ABOUT THIS EXERCISE.
Search the entries for the string "ParamIndex" and give the number of lines that hold it, nothing more.

MATERIAL FOR THIS TASK.
------------------------------------------------

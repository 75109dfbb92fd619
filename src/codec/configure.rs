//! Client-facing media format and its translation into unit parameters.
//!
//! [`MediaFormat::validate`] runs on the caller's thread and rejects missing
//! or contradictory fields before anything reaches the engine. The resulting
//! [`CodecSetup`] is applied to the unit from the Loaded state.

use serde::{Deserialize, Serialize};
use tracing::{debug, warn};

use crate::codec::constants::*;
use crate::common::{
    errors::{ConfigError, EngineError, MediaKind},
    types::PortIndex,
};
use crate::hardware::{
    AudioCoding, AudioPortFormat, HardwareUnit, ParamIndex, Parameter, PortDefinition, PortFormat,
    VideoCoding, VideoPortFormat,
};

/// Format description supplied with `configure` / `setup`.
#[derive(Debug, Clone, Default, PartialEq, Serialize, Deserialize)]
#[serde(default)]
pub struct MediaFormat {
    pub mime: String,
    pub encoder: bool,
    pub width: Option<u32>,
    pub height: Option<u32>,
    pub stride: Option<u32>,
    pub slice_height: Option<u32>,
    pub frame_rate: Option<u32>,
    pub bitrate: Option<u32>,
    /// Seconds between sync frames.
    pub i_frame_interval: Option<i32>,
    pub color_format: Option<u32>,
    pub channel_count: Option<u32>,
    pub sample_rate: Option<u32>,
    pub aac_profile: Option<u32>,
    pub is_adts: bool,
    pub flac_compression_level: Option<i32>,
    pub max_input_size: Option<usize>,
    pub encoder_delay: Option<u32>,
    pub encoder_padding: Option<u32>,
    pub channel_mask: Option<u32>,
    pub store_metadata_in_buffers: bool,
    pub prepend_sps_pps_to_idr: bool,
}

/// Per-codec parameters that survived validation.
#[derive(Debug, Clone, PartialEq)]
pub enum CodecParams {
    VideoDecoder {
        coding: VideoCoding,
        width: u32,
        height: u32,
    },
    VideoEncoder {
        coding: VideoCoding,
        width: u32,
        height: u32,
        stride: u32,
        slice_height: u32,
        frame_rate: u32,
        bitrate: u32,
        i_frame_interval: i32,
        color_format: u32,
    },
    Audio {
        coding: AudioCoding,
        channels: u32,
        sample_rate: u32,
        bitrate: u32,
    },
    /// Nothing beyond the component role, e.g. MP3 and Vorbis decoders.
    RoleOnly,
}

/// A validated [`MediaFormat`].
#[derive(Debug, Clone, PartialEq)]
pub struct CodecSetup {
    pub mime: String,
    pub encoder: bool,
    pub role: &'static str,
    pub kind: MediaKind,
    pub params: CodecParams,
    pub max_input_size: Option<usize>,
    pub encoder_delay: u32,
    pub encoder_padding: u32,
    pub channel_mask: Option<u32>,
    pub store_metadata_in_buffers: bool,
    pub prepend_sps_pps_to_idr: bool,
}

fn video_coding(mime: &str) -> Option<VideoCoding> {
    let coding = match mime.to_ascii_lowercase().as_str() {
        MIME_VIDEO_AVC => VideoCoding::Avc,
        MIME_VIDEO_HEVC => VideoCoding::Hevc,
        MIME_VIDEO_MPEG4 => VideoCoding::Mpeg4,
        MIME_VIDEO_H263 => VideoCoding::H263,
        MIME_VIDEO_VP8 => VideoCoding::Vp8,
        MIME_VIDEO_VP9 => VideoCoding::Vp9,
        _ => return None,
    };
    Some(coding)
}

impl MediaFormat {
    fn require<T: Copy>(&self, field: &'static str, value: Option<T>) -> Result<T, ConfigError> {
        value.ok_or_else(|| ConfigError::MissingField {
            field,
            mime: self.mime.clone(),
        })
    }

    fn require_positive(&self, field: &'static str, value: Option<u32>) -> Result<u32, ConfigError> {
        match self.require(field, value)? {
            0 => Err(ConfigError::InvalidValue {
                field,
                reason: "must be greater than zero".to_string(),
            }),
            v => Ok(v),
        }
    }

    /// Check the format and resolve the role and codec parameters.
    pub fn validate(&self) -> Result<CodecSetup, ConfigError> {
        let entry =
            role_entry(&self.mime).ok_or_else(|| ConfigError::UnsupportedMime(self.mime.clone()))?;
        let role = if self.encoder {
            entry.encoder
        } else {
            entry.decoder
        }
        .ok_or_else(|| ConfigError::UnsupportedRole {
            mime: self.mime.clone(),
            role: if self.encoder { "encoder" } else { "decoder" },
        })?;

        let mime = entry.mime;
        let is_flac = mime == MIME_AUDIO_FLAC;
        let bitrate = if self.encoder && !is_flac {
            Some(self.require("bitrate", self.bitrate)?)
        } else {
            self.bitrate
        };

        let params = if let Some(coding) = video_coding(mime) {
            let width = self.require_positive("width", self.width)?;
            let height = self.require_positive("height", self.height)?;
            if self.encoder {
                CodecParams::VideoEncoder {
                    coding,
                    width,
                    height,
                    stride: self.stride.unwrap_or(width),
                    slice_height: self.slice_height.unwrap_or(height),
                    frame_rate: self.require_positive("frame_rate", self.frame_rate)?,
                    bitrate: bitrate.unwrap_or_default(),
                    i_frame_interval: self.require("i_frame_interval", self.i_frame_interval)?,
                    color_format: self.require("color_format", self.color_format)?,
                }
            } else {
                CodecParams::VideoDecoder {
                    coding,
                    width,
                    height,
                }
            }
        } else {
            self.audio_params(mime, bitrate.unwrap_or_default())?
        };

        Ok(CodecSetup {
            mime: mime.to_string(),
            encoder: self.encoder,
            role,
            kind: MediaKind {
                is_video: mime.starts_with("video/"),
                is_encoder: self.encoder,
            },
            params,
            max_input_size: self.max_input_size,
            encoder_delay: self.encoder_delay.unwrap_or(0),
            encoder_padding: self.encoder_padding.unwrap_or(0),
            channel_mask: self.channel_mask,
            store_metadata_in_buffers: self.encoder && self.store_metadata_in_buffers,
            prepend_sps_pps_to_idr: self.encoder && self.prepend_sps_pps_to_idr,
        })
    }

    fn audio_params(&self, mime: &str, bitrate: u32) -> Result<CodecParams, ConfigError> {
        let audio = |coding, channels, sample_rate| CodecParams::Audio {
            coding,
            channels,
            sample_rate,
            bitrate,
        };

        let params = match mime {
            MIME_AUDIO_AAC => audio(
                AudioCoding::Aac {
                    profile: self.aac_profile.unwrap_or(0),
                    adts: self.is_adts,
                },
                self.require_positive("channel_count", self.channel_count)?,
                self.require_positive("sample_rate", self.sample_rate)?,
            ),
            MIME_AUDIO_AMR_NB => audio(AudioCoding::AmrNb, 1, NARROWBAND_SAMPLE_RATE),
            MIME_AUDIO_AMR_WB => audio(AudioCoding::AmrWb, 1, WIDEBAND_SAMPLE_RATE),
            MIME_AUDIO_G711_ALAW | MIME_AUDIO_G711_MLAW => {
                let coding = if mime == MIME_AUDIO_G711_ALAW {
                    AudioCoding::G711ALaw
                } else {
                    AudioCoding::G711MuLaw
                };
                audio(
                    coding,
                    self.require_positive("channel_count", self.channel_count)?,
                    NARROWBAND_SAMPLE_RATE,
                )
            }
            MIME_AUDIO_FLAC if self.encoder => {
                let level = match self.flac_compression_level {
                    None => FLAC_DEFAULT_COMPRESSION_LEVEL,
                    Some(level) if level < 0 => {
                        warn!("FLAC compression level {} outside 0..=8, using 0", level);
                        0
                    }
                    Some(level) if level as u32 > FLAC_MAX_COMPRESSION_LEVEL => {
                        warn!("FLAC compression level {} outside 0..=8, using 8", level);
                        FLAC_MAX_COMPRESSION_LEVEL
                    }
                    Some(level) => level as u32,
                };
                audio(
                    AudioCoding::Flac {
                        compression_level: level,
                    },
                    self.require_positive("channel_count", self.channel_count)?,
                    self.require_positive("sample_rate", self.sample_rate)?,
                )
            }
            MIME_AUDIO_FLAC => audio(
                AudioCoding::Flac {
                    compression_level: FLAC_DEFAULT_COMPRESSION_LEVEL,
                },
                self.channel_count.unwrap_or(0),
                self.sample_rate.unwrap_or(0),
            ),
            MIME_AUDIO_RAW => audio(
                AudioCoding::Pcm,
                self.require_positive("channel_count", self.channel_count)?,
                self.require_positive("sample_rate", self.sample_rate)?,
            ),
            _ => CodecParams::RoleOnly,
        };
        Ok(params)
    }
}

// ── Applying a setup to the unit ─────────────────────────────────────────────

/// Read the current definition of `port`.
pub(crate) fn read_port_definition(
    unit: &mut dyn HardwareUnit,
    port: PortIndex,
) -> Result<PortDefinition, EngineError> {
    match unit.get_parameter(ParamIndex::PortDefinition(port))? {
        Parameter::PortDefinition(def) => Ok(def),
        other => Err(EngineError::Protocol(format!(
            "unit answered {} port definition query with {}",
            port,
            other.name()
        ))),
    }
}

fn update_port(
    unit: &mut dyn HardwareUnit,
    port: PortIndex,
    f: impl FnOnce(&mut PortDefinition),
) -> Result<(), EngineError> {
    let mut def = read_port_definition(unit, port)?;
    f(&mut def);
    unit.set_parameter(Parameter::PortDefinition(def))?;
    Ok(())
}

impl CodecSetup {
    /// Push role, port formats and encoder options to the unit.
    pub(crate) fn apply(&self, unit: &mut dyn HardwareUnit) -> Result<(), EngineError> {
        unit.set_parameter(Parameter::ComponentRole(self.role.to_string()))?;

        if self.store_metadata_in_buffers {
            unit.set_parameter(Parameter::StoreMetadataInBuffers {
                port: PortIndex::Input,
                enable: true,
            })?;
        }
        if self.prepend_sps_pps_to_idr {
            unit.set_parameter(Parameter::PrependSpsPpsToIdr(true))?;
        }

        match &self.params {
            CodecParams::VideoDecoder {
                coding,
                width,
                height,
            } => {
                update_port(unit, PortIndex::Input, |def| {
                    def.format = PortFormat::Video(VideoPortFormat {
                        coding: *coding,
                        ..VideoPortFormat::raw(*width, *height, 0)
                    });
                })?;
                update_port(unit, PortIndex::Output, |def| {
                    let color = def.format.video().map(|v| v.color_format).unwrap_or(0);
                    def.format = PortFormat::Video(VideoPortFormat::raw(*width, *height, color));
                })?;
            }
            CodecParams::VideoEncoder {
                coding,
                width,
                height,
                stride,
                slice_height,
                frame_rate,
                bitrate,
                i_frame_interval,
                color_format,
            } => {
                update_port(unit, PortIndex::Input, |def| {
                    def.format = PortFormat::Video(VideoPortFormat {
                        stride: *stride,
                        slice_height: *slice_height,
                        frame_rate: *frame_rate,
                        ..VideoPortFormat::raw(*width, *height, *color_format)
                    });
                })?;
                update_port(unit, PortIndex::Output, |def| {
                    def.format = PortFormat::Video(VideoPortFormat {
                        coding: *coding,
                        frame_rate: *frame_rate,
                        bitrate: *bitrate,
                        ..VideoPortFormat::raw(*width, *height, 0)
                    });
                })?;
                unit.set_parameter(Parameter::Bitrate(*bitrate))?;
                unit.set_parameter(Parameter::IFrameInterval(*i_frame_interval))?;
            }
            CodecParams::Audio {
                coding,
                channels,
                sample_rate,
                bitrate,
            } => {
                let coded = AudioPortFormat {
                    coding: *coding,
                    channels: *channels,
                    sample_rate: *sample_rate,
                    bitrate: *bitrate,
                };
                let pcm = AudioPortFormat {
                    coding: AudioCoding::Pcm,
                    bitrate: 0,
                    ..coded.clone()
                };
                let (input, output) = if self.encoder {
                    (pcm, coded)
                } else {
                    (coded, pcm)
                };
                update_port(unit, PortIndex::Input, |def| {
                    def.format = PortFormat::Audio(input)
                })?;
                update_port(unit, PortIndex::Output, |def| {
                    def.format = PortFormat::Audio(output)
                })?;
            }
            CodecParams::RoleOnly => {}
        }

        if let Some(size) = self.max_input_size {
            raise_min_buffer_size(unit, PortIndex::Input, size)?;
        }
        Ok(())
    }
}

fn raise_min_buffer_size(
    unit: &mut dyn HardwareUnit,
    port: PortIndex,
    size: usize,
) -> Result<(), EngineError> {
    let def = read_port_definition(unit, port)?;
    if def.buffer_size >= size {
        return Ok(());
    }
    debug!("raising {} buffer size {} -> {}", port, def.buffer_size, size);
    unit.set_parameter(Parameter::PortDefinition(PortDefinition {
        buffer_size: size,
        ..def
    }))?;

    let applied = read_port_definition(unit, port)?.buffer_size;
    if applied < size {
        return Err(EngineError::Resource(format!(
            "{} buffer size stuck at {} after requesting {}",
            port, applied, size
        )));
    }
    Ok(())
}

------------------------------------------------

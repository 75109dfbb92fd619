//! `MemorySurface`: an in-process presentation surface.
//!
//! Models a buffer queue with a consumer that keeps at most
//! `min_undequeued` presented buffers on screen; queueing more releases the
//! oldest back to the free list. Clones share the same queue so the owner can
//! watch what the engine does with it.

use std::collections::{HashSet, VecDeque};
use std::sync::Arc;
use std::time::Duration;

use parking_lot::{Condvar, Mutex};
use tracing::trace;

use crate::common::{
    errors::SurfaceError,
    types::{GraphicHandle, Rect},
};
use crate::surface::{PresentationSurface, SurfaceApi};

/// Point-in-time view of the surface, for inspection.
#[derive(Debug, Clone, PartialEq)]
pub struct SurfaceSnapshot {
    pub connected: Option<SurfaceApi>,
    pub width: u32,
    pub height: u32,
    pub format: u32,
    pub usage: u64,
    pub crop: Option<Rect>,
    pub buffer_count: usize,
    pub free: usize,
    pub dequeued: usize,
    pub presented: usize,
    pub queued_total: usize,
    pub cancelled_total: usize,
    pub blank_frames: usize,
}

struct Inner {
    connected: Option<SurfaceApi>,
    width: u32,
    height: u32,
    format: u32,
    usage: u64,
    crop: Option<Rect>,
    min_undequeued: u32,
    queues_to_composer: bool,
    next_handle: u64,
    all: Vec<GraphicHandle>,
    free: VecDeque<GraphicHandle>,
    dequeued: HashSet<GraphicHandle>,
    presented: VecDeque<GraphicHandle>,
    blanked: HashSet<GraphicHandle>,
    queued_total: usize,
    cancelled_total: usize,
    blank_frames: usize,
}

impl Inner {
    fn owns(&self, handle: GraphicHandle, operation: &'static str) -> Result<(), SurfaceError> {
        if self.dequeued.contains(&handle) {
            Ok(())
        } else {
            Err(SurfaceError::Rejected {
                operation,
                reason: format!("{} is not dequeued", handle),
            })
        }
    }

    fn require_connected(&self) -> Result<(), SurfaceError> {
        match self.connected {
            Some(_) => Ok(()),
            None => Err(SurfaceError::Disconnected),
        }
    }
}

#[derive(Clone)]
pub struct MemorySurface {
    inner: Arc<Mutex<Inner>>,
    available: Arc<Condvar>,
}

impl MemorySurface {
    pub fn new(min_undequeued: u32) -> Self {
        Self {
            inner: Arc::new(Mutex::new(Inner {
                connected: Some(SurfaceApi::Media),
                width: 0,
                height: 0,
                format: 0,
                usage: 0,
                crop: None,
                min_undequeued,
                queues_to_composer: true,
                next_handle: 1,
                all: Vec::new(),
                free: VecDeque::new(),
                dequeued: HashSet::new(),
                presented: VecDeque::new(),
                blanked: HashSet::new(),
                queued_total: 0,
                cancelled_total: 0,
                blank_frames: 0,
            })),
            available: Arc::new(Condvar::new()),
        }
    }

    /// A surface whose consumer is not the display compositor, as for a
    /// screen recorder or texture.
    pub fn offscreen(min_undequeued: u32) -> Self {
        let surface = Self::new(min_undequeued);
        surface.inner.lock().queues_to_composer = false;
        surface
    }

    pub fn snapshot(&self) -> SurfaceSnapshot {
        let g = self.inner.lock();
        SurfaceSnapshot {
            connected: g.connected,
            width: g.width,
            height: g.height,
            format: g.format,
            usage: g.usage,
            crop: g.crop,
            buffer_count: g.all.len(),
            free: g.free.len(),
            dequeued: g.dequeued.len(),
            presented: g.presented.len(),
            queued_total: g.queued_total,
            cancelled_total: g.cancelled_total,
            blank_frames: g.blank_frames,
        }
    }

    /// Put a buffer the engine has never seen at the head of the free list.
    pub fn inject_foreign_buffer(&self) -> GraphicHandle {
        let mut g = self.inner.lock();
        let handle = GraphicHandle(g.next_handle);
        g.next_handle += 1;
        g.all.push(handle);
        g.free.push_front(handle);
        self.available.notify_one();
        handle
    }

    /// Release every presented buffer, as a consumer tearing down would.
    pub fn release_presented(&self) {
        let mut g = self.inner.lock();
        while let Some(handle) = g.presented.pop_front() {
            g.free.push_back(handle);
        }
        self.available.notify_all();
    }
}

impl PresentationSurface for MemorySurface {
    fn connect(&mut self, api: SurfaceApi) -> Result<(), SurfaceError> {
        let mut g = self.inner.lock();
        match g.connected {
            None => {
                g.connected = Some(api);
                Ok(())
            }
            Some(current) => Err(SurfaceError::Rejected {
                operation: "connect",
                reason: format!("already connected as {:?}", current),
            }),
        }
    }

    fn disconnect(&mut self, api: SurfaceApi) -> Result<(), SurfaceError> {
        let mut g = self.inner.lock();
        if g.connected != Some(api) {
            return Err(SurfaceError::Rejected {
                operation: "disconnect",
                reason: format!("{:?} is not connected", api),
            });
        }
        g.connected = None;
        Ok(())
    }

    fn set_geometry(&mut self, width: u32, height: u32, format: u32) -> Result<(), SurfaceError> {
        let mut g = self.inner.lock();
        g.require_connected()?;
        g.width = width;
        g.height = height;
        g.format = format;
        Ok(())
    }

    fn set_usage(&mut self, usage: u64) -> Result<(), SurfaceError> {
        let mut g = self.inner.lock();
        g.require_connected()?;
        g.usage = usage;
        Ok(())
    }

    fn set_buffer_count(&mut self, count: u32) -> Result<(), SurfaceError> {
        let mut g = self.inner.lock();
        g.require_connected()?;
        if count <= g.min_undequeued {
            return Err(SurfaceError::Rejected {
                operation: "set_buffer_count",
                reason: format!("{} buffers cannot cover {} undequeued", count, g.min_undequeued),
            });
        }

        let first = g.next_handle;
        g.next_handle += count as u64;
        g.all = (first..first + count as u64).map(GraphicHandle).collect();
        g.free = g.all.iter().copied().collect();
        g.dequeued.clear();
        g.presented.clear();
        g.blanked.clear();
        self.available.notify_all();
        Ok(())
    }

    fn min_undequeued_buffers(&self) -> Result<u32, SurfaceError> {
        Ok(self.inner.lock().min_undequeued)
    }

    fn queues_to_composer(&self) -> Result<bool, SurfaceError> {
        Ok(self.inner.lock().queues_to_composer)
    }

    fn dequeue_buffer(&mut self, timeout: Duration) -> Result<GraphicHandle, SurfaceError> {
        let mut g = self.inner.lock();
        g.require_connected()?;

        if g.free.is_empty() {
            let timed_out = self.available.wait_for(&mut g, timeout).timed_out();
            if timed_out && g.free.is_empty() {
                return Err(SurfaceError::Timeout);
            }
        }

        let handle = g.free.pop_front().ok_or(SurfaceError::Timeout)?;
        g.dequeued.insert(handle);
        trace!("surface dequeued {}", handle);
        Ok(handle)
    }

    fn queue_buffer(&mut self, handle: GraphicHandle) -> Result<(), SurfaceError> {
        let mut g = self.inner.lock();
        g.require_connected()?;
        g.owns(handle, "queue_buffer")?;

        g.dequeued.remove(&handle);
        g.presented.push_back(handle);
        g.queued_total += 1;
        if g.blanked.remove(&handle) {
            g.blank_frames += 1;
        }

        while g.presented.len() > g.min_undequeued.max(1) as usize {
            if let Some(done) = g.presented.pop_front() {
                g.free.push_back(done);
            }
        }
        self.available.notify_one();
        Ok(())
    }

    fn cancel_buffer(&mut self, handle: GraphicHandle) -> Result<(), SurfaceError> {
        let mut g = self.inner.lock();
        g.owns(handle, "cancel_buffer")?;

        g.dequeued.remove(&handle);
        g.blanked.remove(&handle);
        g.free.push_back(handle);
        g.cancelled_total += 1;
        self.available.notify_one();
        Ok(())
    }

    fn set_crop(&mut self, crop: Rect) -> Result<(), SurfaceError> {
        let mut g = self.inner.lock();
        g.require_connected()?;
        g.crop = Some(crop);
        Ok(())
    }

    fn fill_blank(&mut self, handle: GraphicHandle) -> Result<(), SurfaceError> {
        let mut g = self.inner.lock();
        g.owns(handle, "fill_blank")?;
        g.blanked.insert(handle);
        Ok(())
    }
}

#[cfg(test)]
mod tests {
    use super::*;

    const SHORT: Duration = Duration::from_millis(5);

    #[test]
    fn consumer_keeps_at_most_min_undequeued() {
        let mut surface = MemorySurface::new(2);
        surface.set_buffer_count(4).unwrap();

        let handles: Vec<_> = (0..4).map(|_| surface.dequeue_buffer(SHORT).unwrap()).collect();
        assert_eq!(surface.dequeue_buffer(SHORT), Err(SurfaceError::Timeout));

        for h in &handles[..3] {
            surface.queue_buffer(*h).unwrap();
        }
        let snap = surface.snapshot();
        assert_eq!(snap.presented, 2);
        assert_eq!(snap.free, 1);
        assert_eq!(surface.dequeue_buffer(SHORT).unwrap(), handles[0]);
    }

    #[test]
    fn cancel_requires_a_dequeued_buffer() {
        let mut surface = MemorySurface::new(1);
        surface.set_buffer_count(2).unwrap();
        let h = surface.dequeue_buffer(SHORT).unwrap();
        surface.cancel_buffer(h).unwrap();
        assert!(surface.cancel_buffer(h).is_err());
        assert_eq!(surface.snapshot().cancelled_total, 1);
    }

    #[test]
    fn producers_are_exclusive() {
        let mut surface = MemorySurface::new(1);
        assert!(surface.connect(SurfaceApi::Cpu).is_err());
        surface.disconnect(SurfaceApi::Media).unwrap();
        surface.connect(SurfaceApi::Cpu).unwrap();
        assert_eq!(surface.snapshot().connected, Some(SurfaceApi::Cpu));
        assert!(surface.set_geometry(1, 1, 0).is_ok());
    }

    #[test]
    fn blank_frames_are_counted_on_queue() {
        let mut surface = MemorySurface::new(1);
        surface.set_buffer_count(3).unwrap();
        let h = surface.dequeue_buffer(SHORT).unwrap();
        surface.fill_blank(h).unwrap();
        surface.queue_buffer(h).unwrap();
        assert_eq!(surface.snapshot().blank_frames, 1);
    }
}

------------------------------------------------

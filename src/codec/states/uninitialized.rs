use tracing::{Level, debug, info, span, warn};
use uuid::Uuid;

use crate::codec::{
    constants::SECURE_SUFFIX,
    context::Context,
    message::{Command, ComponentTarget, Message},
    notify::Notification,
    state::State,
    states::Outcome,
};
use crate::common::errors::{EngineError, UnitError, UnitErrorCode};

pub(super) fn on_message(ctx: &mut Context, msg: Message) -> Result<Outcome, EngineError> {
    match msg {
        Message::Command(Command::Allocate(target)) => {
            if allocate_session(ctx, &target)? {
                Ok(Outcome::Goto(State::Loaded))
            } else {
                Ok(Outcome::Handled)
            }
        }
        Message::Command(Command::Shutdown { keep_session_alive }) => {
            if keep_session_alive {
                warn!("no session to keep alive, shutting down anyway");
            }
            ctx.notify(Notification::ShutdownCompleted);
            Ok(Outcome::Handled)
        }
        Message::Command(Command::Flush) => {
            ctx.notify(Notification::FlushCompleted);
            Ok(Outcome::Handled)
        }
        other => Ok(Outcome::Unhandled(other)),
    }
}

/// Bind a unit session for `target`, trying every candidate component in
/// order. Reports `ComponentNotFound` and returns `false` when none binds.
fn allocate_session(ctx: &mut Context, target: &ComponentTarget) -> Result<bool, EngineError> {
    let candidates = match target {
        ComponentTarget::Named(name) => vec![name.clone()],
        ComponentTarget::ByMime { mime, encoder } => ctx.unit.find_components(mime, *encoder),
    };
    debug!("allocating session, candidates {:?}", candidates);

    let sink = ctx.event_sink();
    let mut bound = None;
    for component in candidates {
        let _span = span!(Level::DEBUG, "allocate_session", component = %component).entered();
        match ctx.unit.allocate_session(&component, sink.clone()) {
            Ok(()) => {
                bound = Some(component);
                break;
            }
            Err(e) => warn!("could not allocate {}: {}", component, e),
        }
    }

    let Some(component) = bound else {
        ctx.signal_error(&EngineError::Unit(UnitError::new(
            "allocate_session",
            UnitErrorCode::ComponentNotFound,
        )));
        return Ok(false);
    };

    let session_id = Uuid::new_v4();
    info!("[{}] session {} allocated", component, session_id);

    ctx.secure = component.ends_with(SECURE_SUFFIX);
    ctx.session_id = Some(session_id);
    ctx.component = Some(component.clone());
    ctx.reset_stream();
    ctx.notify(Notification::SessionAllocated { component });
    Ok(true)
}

------------------------------------------------

SOLUTION.
2